Python and R client: data retrieval for analysis made easier

06-03-2018 2 min read

To simplify extraction of a specific data subset from a tranSMART data warehouse for analysis with Python or R, The Hyve developed both a tranSMART Python and a R client.

tranSMART is widely used by pharmaceutical companies, universities, and academic hospitals for storage, sharing and analysis of patient and biomedical research data.

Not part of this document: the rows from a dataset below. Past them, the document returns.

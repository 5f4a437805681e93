/* This file is part of DarkFi (https://dark.fi)
 *
 * Copyright (C) 2020-2025 Dyne.org foundation
 *
 * This program is free software: you can redistribute it and/or modify
 * it under the terms of the GNU Affero General Public License as
 * published by the Free Software Foundation, either version 3 of the
 * License, or (at your option) any later version.
 *
 * This program is distributed in the hope that it will be useful,
 * but WITHOUT ANY WARRANTY; without even the implied warranty of
 * MERCHANTABILITY or FITNESS FOR A PARTICULAR PURPOSE.  See the
 * GNU Affero General Public License for more details.
 *
 * You should have received a copy of the GNU Affero General Public License
 * along with this program.  If not, see <https://www.gnu.org/licenses/>.
 */

// Hello developer. Please add your error to the according subsection
// that is commented, or make a new subsection. Keep it clean.

use std::fmt;

use tinyjson::JsonValue;

/// Main result type used throughout the codebase.
pub type Result<T> = std::result::Result<T, Error>;

/// Outcome of a ledger-facing operation. Failures are values a driving
/// script can inspect and branch on.
pub type CallResult<T> = std::result::Result<T, CallFailure>;

/// General library errors used throughout the codebase.
#[derive(Debug, Clone, thiserror::Error)]
pub enum Error {
    // ==============
    // Parsing errors
    // ==============
    #[error("Parse failed: {0}")]
    ParseFailed(&'static str),

    #[error(transparent)]
    ParseIntError(#[from] std::num::ParseIntError),

    #[error(transparent)]
    UrlParseError(#[from] url::ParseError),

    #[error("Invalid coin: {0}")]
    InvalidCoin(String),

    // ===============
    // Encoding errors
    // ===============
    #[error("JSON parse error: {0}")]
    JsonParseError(String),

    #[error("JSON generate error: {0}")]
    JsonGenerateError(String),

    #[error(transparent)]
    Bs58DecodeError(#[from] bs58::decode::Error),

    #[error(transparent)]
    HexDecodeError(#[from] hex::FromHexError),

    // ======================
    // Network-related errors
    // ======================
    #[error("Unsupported network transport: {0}")]
    UnsupportedTransport(String),

    #[error("Connection failed")]
    ConnectFailed,

    #[error("Connection timed out")]
    ConnectTimeout,

    #[error("Network operation failed")]
    NetworkOperationFailed,

    // =============
    // Crypto errors
    // =============
    #[error("Invalid secret key")]
    InvalidSecretKey,

    #[error("Signing failed: {0}")]
    SigningFailed(String),

    #[error("Signature verification failed")]
    InvalidSignature,

    // ===============
    // RPC errors
    // ===============
    #[error(transparent)]
    RpcClientError(#[from] RpcError),

    // ===============
    // Ledger errors
    // ===============
    #[error("Contract not found: {0}")]
    ContractNotFound(String),

    // ===================
    // Configuration errors
    // ===================
    #[error("Configuration error: {0}")]
    ConfigError(String),

    #[error("Invalid deployment plan: {0}")]
    PlanError(String),

    // ===============
    // General errors
    // ===============
    #[error("IO error: {0:?}")]
    Io(std::io::ErrorKind),
}

/// JSON-RPC protocol errors
#[derive(Debug, Clone, thiserror::Error)]
pub enum RpcError {
    #[error("Invalid JSON: {0}")]
    InvalidJson(String),

    #[error("Unexpected reply: {0}")]
    UnexpectedReply(String),

    #[error("Server error {0}: {1}")]
    ServerError(i32, String),

    #[error("Connection closed by peer")]
    ConnectionClosed,
}

impl From<std::io::Error> for Error {
    fn from(err: std::io::Error) -> Self {
        Self::Io(err.kind())
    }
}

impl From<tinyjson::JsonParseError> for Error {
    fn from(err: tinyjson::JsonParseError) -> Self {
        Self::JsonParseError(err.to_string())
    }
}

impl From<tinyjson::JsonGenerateError> for Error {
    fn from(err: tinyjson::JsonGenerateError) -> Self {
        Self::JsonGenerateError(err.to_string())
    }
}

impl From<ed25519_compact::Error> for Error {
    fn from(err: ed25519_compact::Error) -> Self {
        Self::SigningFailed(err.to_string())
    }
}

/// Classification of a failed ledger-facing call.
#[derive(Copy, Clone, Debug, PartialEq, Eq, Hash)]
pub enum FailureKind {
    /// The ledger could not be reached, or the client failed talking to it
    Transport,
    /// The identity could not produce a valid signature
    Signing,
    /// The ledger executed the transaction and rejected it
    ChainRejected,
    /// The response did not have the expected shape
    Malformed,
    /// A required prior step has not completed
    Precondition,
    /// A logical contract name could not be resolved to an address
    UnknownContract,
}

impl FailureKind {
    pub fn name(&self) -> &'static str {
        match self {
            Self::Transport => "transport",
            Self::Signing => "signing",
            Self::ChainRejected => "chain rejected",
            Self::Malformed => "malformed",
            Self::Precondition => "precondition",
            Self::UnknownContract => "unknown contract",
        }
    }
}

impl fmt::Display for FailureKind {
    fn fmt(&self, f: &mut fmt::Formatter<'_>) -> fmt::Result {
        write!(f, "{}", self.name())
    }
}

/// A failed call. `raw` holds the ledger response when one was received.
#[derive(Clone, Debug, PartialEq, thiserror::Error)]
#[error("{kind}: {message}")]
pub struct CallFailure {
    pub kind: FailureKind,
    pub message: String,
    pub raw: Option<JsonValue>,
}

impl CallFailure {
    pub fn new(kind: FailureKind, message: impl Into<String>) -> Self {
        Self { kind, message: message.into(), raw: None }
    }

    pub fn with_raw(kind: FailureKind, message: impl Into<String>, raw: JsonValue) -> Self {
        Self { kind, message: message.into(), raw: Some(raw) }
    }

    pub fn transport(err: &Error) -> Self {
        Self::new(FailureKind::Transport, err.to_string())
    }

    pub fn signing(err: &Error) -> Self {
        Self::new(FailureKind::Signing, err.to_string())
    }

    pub fn malformed(message: impl Into<String>, raw: JsonValue) -> Self {
        Self::with_raw(FailureKind::Malformed, message, raw)
    }

    pub fn precondition(message: impl Into<String>) -> Self {
        Self::new(FailureKind::Precondition, message)
    }

    pub fn unknown_contract(name: &str) -> Self {
        Self::new(FailureKind::UnknownContract, format!("no address on record for \"{name}\""))
    }
}

#[cfg(test)]
mod tests {
    use super::*;

    #[test]
    fn call_failure_display() {
        let f = CallFailure::unknown_contract("vault");
        assert_eq!(f.kind, FailureKind::UnknownContract);
        assert_eq!(f.to_string(), "unknown contract: no address on record for \"vault\"");
        assert!(f.raw.is_none());
    }

    #[test]
    fn io_error_keeps_kind() {
        let err: Error = std::io::Error::from(std::io::ErrorKind::NotFound).into();
        assert!(matches!(err, Error::Io(std::io::ErrorKind::NotFound)));
    }
}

The data warehouse was developed in 2009 by Janssen R&D and subsequently open-sourced in 2012.

Latest developments

In the past two years, The Hyve has developed tranSMART 17.1, that incorporated new functionalities such as the ability to follow patients over time and cross study analysis of different of samples types, for example, the comparison of healthy and tumour tissue. The new tranSMART version also allows for queries to be saved and re-executed. This project was sponsored by Pfizer, Sanofi, Abbvie and Roche.
At the same time, The Hyve developed Glowing Bear. This new tool enables scientists to select specific patient and sample cohorts from the tranSMART 17.1 database that could not be identified before, such as selection of patients based on year of treatment.

tranSMART and Python

Users of the TranSMART platform will know that it has a range of data analysis and visualization options (tools?) built-in. More advanced users prefer to write their own custom analyses using Python or R. To make life easier for them, we developed a Python client and a R client application that speeds up the process of importing selected subsets of data from tranSMART directly into Python or R.

The tranSMART client applications are especially helpful when working with Glowing Bear for the selection of patient subsets and sample cohorts. Previously, you needed to export a subset of data in the right format, download it to your computer and load it into the application of choice. With the client application, this can all be done in one go.